Non-Cl Alternative Disinfectants

  • Ozone (O3) Gas: Generated onsite at drinking water systems by passing dry O or air through a system of high voltage electrodes. O3 is one of the strongest oxidants and disinfectants available. Its high reactivity and low solubility, however, make it difficult to apply and control in drinking water treatment. Contact chambers are fully contained and non-absorbed ozone must be destroyed prior to release to avoid corrosive and inhalation toxicity conditions. O3 is more often applied for oxidation purposes rather than disinfection alone.

    • ADVANTAGES: Strongest oxidant/disinfectant available, does not directly produce chlorinated DBPs, effective against cryptosporidium, used alone and in advanced oxidation processes to oxidize organic compounds, will react with algal- and cyanobacteria-produced toxins.

    • LIMITATIONS: Process operation and maintenance requires a higher level of technical competence, provides no residual disinfection, forms brominated DBPs by oxidation of bromide in the water, forms nonhalogenated DBPs (e.g., aldehydes), degrades more complex organic matter; more biodegradable compounds can enhance microbial (re)growth in distribution systems and increase DBP formation during chemical disinfection, higher costs than chlorination due to capital costs, air or O requirements, and electricity cost, difficult to control and monitor, particularly under variable load conditions.

  • Ultraviolet Radiation (UV) Radiation: A non-chemical disinfectant generated by mercury arc lamps. When UV light penetrates the cell wall of an organism, it damages genetic material, and kills the cell or prevents reproduction. UV radiation has been shown to effectively inactivate many pathogens when sufficient doses of appropriate wavelengths are applied. Efficacy is dependent upon the delivered dose, transmissivity of the water, lamp spectral output, and intensity. 

    • ADVANTAGES: Effective at inactivating most viruses, bacterial spores, and protozoan (oo)cysts at appropriate dosages, no chemical generation, storage, or handling, effective against Cryptosporidium at low dosages, directly photolyzes nitrosamines and some other trace chemicals at appropriate doses and wavelengths.

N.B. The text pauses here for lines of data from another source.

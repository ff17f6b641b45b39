use crate::responses::{ResponseResult, SuccessResponse};

#[get("/")]
pub fn get() -> ResponseResult {
    Ok(SuccessResponse::new(()))
}
use crate::responses::ErrorResponse;
use rocket::http::Status;
use rocket::Request;

#[catch(default)]
pub fn default(status: Status, _: &Request) -> ErrorResponse {
    match status {
        s if s.code >= 400 && s.code < 500 => ErrorResponse::fail(s.to_string(), s),
        _ => ErrorResponse::error(status.to_string(), status),
    }
}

    • LIMITATIONS: Provides no residual disinfection, higher doses of UV radiation are required to inactivate some viruses, difficult to monitor UV dosage and performance within a drinking water system, irradiated organisms can remain dormant and sometimes self-repair and reverse the destructive effects of UV radiation through a process called photo-reactivation, usually requires additional pretreatment steps to maintain high-clarity water to maximize UV disinfection, does not provide oxidation or taste and odor control, high cost of adding backup/emergency disinfection capacity, Hg lamps might pose a potable water and environmental toxicity risk; their output declines with time in use, will not react with algal- and cyanobacteria-produced toxins.


Chlorine-Based Alternative Disinfectants

  • Chloramine (Monochloramine, NH2Cl): Chemical compounds formed by combining a specific ratio of Cl and NH3 in water. Dichloramine and trichloramine are undesirable and ineffective disinfectants, so it is essential to carefully control the blending ratios and process.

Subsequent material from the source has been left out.